En attendant l’omelette, version intégrale…

En attendant l’omelette…

C’est l’odeur du tabac qui m’a incité à lever la tête de mon journal. Je devais être à Paris en fin de journée, et comme je ne supporte plus les autoroutes, j’avais décidé de prendre la nationale, et de traverser, comme autrefois, toute la Bourgogne. Je suis parti tôt ce matin, et j’ai eu envie de m’arrêter boire un café dans un bar. Je suis arrivé dans cette petite ville de Villeblevin qui m’a l’air bien tranquille, et qui pour une raison que j’ignore encore, me rappelle quelque chose.

En entrant au « café des touristes », j’ai tout de suite reconnu ce parfum si particulier que laissent les cigarettes de tabac brun. C’étaient celles que fumait mon père. L’odeur du tabac et une voix… Une voix qui sonne bien. Je connais cette voix, ou plutôt je la reconnais.

Il était là, au comptoir, dans cette position si particulière : celle où on reste vaguement debout, tout en faisant corps avec le bar, le coude gauche, l’avant-bras même, est posé sur le zinc et la main droite porte à la bouche une petite tasse de café. Entre les doigts de cette même main, une cigarette tremble.

Je suis pétrifié, je l’ai reconnu, il n’a pas changé, il est là… Albert Camus est en train de boire un café, et de fumer une cigarette. Certainement pas la première de la journée. Je le regarde dans ce geste banal, et bêtement ma seule interrogation, à ce moment-là, est de me demander comment il va faire… La cigarette, la tasse, le corps totalement disloqué, il va faire tomber quelque chose : tasse, ou cigarette ?

Surprenant comme le banal et le ridicule s’invitent parfois à la table de l’invraisemblable. Et oh, Eric !  Tu te réveilles ? Il est là, ton maître absolu, ton phare, celui dont tu parles tous les jours, que tu invoques à n’en plus pouvoir.

Oui, Albert Camus est là ! Et il m’observe !  Il ne pourrait d’ailleurs guère faire autre chose, puisque nous sommes les deux seuls clients. Le patron a répondu brièvement quelques mots à Albert. Il semble ailleurs, et on ne distingue que ses lèvres qui remuent dans un monologue intérieur, alors qu’il essuie compulsivement ses verres à bière…

Camus ! Albert Camus ! Un mètre linéaire de ma bibliothèque ! Il est là, devant moi, tranquillement à boire un café, comme un habitué. Il faut que je lui parle, il faut que je lui dise, j’ai tant de choses à lui raconter, d’avis à lui demander, d’indignations à partager. Ma bouche devient sèche, comme si je venais de sucer un morceau de craie. Je sens bien que les battements de mon cœur se sont accélérés. Machinalement, je porte ma tasse à la bouche et je balaie du regard les titres du journal local que j’ai pris en entrant.
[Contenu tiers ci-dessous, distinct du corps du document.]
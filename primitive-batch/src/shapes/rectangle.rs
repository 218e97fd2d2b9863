use super::Circle;
use super::Line;
use super::Quadrant;
use super::Shape;
use crate::renderer::batch::PrimitiveBatch;
use crate::renderer::sprite::Sprite;
use crate::renderer::Rect;
use crate::renderer::SpriteBatch;
use glam::Vec2;
use glam::Vec4;

#[derive(Copy, Clone, Debug, PartialEq)]
pub struct Rectangle {
    pub position: Vec2,
    pub size: Vec2,
    pub color: Vec4,
    pub filled: bool,
    pub edge_width: f32,
    pub edge_color: Vec4,
}

#[derive(Copy, Clone, Debug, PartialEq)]
pub struct RoundedRectangle {
    pub position: Vec2,
    pub size: Vec2,
    pub corner_radius: f32,
    pub color: Vec4,
}

impl Rectangle {
    pub fn new(position: Vec2, size: Vec2, color: Vec4) -> Self {
        Self { position, size, color, filled: true, edge_width: 0.0, edge_color: color }
    }

    pub fn from_rect(rect: Rect, color: Vec4, filled: bool, edge_width: f32, edge_color: Option<Vec4>) -> Self {
        Self { position: rect.position(), size: rect.size(), color, filled, edge_width, edge_color: edge_color.unwrap_or(color) }
    }

    pub fn with_edge(mut self, width: f32, color: Vec4) -> Self {
        self.edge_width = width;
        self.edge_color = color;
        self
    }

    pub fn get_rect(&self) -> Rect {
        Rect::from_vec2(self.position, self.size)
    }
}

impl Shape for Rectangle {
    fn draw(&self, batch: &mut dyn SpriteBatch, primitives: &PrimitiveBatch) {
        if self.filled {
            batch.draw(&Sprite::new_stretched(primitives.white_pixel(), self.get_rect(), 0.0, self.color));
        }

        if self.edge_width > 0.0 {
            let top_left = self.position;
            let top_right = self.position + Vec2::new(self.size.x, 0.0);
            let bottom_left = self.position + Vec2::new(0.0, self.size.y);
            let bottom_right = self.position + self.size;

            Line::draw_segment(batch, primitives, top_left, top_right, self.edge_color, self.edge_width);
            Line::draw_segment(batch, primitives, top_right, bottom_right, self.edge_color, self.edge_width);
            Line::draw_segment(batch, primitives, bottom_left, bottom_right, self.edge_color, self.edge_width);
            Line::draw_segment(batch, primitives, top_left, bottom_left, self.edge_color, self.edge_width);
        }
    }
}

impl RoundedRectangle {
    pub fn new(position: Vec2, size: Vec2, corner_radius: f32, color: Vec4) -> Self {
        Self { position, size, corner_radius, color }
    }

    /// Whole-pixel corner radius limited to half of the shorter side.
    pub fn get_corner_radius(&self) -> f32 {
        self.corner_radius.clamp(0.0, (self.size.x.min(self.size.y) / 2.0).max(0.0)).floor()
    }

    pub fn get_bands(&self) -> [Rectangle; 5] {
        let r = self.get_corner_radius();
        let inner = self.size - Vec2::splat(2.0 * r);
        let p = self.position;

        [
            Rectangle::new(p + Vec2::new(r, r), inner, self.color),
            Rectangle::new(p + Vec2::new(r, 0.0), Vec2::new(inner.x, r), self.color),
            Rectangle::new(p + Vec2::new(r, self.size.y - r), Vec2::new(inner.x, r), self.color),
            Rectangle::new(p + Vec2::new(0.0, r), Vec2::new(r, inner.y), self.color),
            Rectangle::new(p + Vec2::new(self.size.x - r, r), Vec2::new(r, inner.y), self.color),
        ]
    }

    pub fn get_corners(&self) -> [(Circle, Quadrant); 4] {
        let r = self.get_corner_radius();
        let p = self.position;
        let far = self.size - Vec2::splat(r + 1.0);

        [
            (Circle::new(p + Vec2::new(r, r), r, self.color), Quadrant::TopLeft),
            (Circle::new(p + Vec2::new(far.x, r), r, self.color), Quadrant::TopRight),
            (Circle::new(p + Vec2::new(r, far.y), r, self.color), Quadrant::BottomLeft),
            (Circle::new(p + far, r, self.color), Quadrant::BottomRight),
        ]
    }
}

impl Shape for RoundedRectangle {
    fn draw(&self, batch: &mut dyn SpriteBatch, primitives: &PrimitiveBatch) {
        if self.get_corner_radius() == 0.0 {
            Rectangle::new(self.position, self.size, self.color).draw(batch, primitives);
            return;
        }

        for band in self.get_bands() {
            band.draw(batch, primitives);
        }

        for (corner, quadrant) in self.get_corners() {
            corner.draw_quadrant(batch, primitives, quadrant);
        }
    }
}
Et soudain le déclic : Villeblevin ! Je comprends…Bien qu’étant incollable sur tout ce qui concerne Albert Camus, je n’avais pas réalisé que je venais de m’arrêter à Villeblevin, cette petite commune dans le Nord de l’Yonne où un terrible accident s’est produit il y a soixante-cinq ans. Juste mon âge ! Je suis à Villeblevin et Albert Camus y est aussi, à déguster cigarettes et café. Pourtant, on n’a plus le droit de fumer dans les bars. Je me surprends à être envahi de questions et de réflexions toutes plus stupides les unes que les autres. Plutôt que de m’interroger sur ces fadaises, je devrais déjà être accoudé au bar, moi aussi, et lui parler. Ce n’est pas un sosie, c’est impossible ! La voix : cette voix, je l’ai reconnue. Je vais me lever…

Je n’ose pas, c’est au-dessus de mes forces. Je vais passer une nouvelle commande. Je lève la main pour faire signe au patron. Je me dis que je pourrais l’interroger discrètement. Il faut que je me concentre, que j’ai l’air normal, que je ne donne pas l’impression d’être un « fan » illuminé et aveuglé. Le patron arrive, il traîne un peu les pieds, et ne me semble pas débordant d’enthousiasme.

– Vous désirez autre chose ?

– Oui, je m’aperçois que depuis ce matin j’ai le ventre vide, et je vous commanderais bien une omelette aux champignons : j’ai vu que vous en aviez à la carte.

– Pas de problème, mais il vous faudra patienter un peu, parce que les champignons sont toujours dans le panier, tout frais ramassés d’hier après-midi :  des chanterelles, vous verrez elles sont fabuleuses avec un peu d’ail !  Autre chose ?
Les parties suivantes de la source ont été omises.